C’est parti. Ca sort tout seul. Même pas besoin de forcer. Les paroles viennent naturellement, comme depuis longtemps inscrites sur ma gorge.
Instinct.
Retrouver la bête qu’on s’est patiemment efforcé de gommer, à travers les siècles. Quelle blague : elle affleure toujours, la preuve ! Le mal ne demande qu’à se répandre, qu’à s’épancher, le plus violemment si possible. Et comment, que c’est possible ! Bref retour aux racines, à la meute, à ce qui nous dévore…

Brutalité du choc. Lutte sourde contre une matière invisible. Ravager la scène, l’arpenter de long en large, de gauche à droite, filer deux trois coups aux autres, à droite à gauche, retourner l’espace, le chaos est sonore. Viscéralement. Ca soulève. Projection des corps, des hurlements, au bon vouloir du rythme. Le sang nous monte à la tête, la fosse se bouge bien, je vois que Cyril évite comme moi de respirer, on vomit le refrain ensemble, on se disloque patiemment. Travail de longue haleine.

La dernière, dégoûté. Et on reste là, minables pantins désossés, déboussolés, bientôt lâchés par celui qui, éreinté, se grouille de retourner ramper à l’intérieur. Là-dedans.
Sale bête.

mode 3 - consomption

C’est vraiment n’importe quoi. Je hais ça.
Concert classique, on s’installe, on n’est même pas aux aguets, on est tout nu, à la merci de quoi que ce soit. Et évidemment, ça ne rate pas. En réalité, ça rate rarement.

Premier mouvement, et ça y est, tout déboule tout d’un coup dans la tête, les souvenirs, les pires, évidemment les pires, la lame de fond s’avance avec tout ça, ravage un bon coup le vide que l’on avait préparé, et laisse flotter à la surface tout un tas de trucs qu’on préfèrerait savoir enfouis. Définitivement.

Et on aimerait être loin, très loin de la salle, avec tous ces gens qui écoutent ça avec un grand sourire extatique. Oh oui. On aimerait s’agripper aux murs, se laisser glisser et laisser crisser les ongles, et se taper la tête encore et encore. On aimerait éclater en sanglots, parce qu’il paraît que ça fait du bien, et puis merde.

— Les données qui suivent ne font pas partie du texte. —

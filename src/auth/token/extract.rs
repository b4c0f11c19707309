//! Configurable extraction of token pairs from backend JSON responses.
//!
//! Login, registration, and refresh endpoints do not agree on a single field name for the minted
//! access token (`accessToken`, `token`, and `access_token` all appear in the wild), so the
//! lookup is driven by ordered candidate key lists instead of a fixed schema.

// crates.io
use serde_json::Value;
// self
use crate::{
	_prelude::*,
	auth::token::{
		pair::{TokenPair, TokenPairError},
		secret::TokenSecret,
	},
};

/// Token material minted by a login or refresh call, before validation.
#[derive(Clone, Debug, Default, PartialEq, Eq)]
pub struct TokenGrant {
	/// Newly minted access token, if the response carried a usable one.
	pub access_token: Option<TokenSecret>,
	/// Newly minted refresh token, if the response carried one.
	pub refresh_token: Option<TokenSecret>,
}
impl TokenGrant {
	/// Creates a grant carrying both secrets.
	pub fn new(access_token: impl Into<String>, refresh_token: Option<String>) -> Self {
		Self {
			access_token: TokenSecret::non_blank(access_token),
			refresh_token: refresh_token.and_then(TokenSecret::non_blank),
		}
	}

	/// Converts the grant into a [`TokenPair`], carrying `fallback_refresh` forward when the
	/// grant did not rotate the refresh token.
	pub fn into_pair(
		self,
		fallback_refresh: Option<&TokenSecret>,
	) -> Result<TokenPair, TokenPairError> {
		let access_token = self
			.access_token
			.filter(|secret| !secret.is_blank())
			.ok_or(TokenPairError::MissingAccessToken)?;
		let refresh_token = self.refresh_token.or_else(|| fallback_refresh.cloned());

		Ok(TokenPair { access_token, refresh_token, issued_at: OffsetDateTime::now_utc() })
	}
}

/// Ordered key lists used to locate tokens inside a JSON response body.
#[derive(Clone, Debug, PartialEq, Eq, Serialize, Deserialize)]
#[serde(default)]
pub struct TokenFieldStrategy {
	/// JSON pointer to the object that holds the token fields (`""` means the document root).
	pub root: String,
	/// Candidate keys for the access token, tried in order.
	pub access_keys: Vec<String>,
	/// Candidate keys for the refresh token, tried in order.
	pub refresh_keys: Vec<String>,
}
impl TokenFieldStrategy {
	/// Replaces the JSON pointer of the object holding the token fields.
	pub fn with_root(mut self, pointer: impl Into<String>) -> Self {
		self.root = pointer.into();

		self
	}

	/// Replaces the access-token candidate keys.
	pub fn with_access_keys<I, S>(mut self, keys: I) -> Self
	where
		I: IntoIterator<Item = S>,
		S: Into<String>,
	{
		self.access_keys = keys.into_iter().map(Into::into).collect();

		self
	}

	/// Replaces the refresh-token candidate keys.
	pub fn with_refresh_keys<I, S>(mut self, keys: I) -> Self
	where
		I: IntoIterator<Item = S>,
		S: Into<String>,
	{
		self.refresh_keys = keys.into_iter().map(Into::into).collect();

		self
	}

	/// Reads a grant out of a parsed JSON document.
	///
	/// The first candidate key holding a non-blank string wins; anything else (missing keys,
	/// numbers, nulls, a missing root object) yields `None` for that secret.
	pub fn extract(&self, document: &Value) -> TokenGrant {
		let Some(object) = document.pointer(&self.root).and_then(Value::as_object) else {
			return TokenGrant::default();
		};
		let pick = |keys: &[String]| {
			keys.iter()
				.filter_map(|key| object.get(key).and_then(Value::as_str))
				.find_map(TokenSecret::non_blank)
		};

		TokenGrant { access_token: pick(&self.access_keys), refresh_token: pick(&self.refresh_keys) }
	}

	/// Parses a response body and reads a grant out of it.
	pub fn extract_from_slice(&self, body: &[u8]) -> Result<TokenGrant, serde_json::Error> {
		let document = serde_json::from_slice::<Value>(body)?;

		Ok(self.extract(&document))
	}
}
impl Default for TokenFieldStrategy {
	fn default() -> Self {
		Self {
			root: String::new(),
			access_keys: vec!["accessToken".into(), "token".into(), "access_token".into()],
			refresh_keys: vec!["refreshToken".into(), "refresh_token".into()],
		}
	}
}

Mais on se retient, on reste là, à demi bouleversé, mais faut faire bonne figure, alors on a les yeux qui brillent tout d’un coup - mais non, voyons ce sont mes lentilles qui me tirent un peu en fin de journée.
Et on continue à revoir le film qui n’en finit pas, qui surnage à la surface, qui n’en finit pas, bon sang, et puis la musique se superpose à tout ça, et on la connaît par cœur… Je hais ça.

Et puis, on se rend compte qu’on adore cette œuvre. O combien

by Vincent Granier )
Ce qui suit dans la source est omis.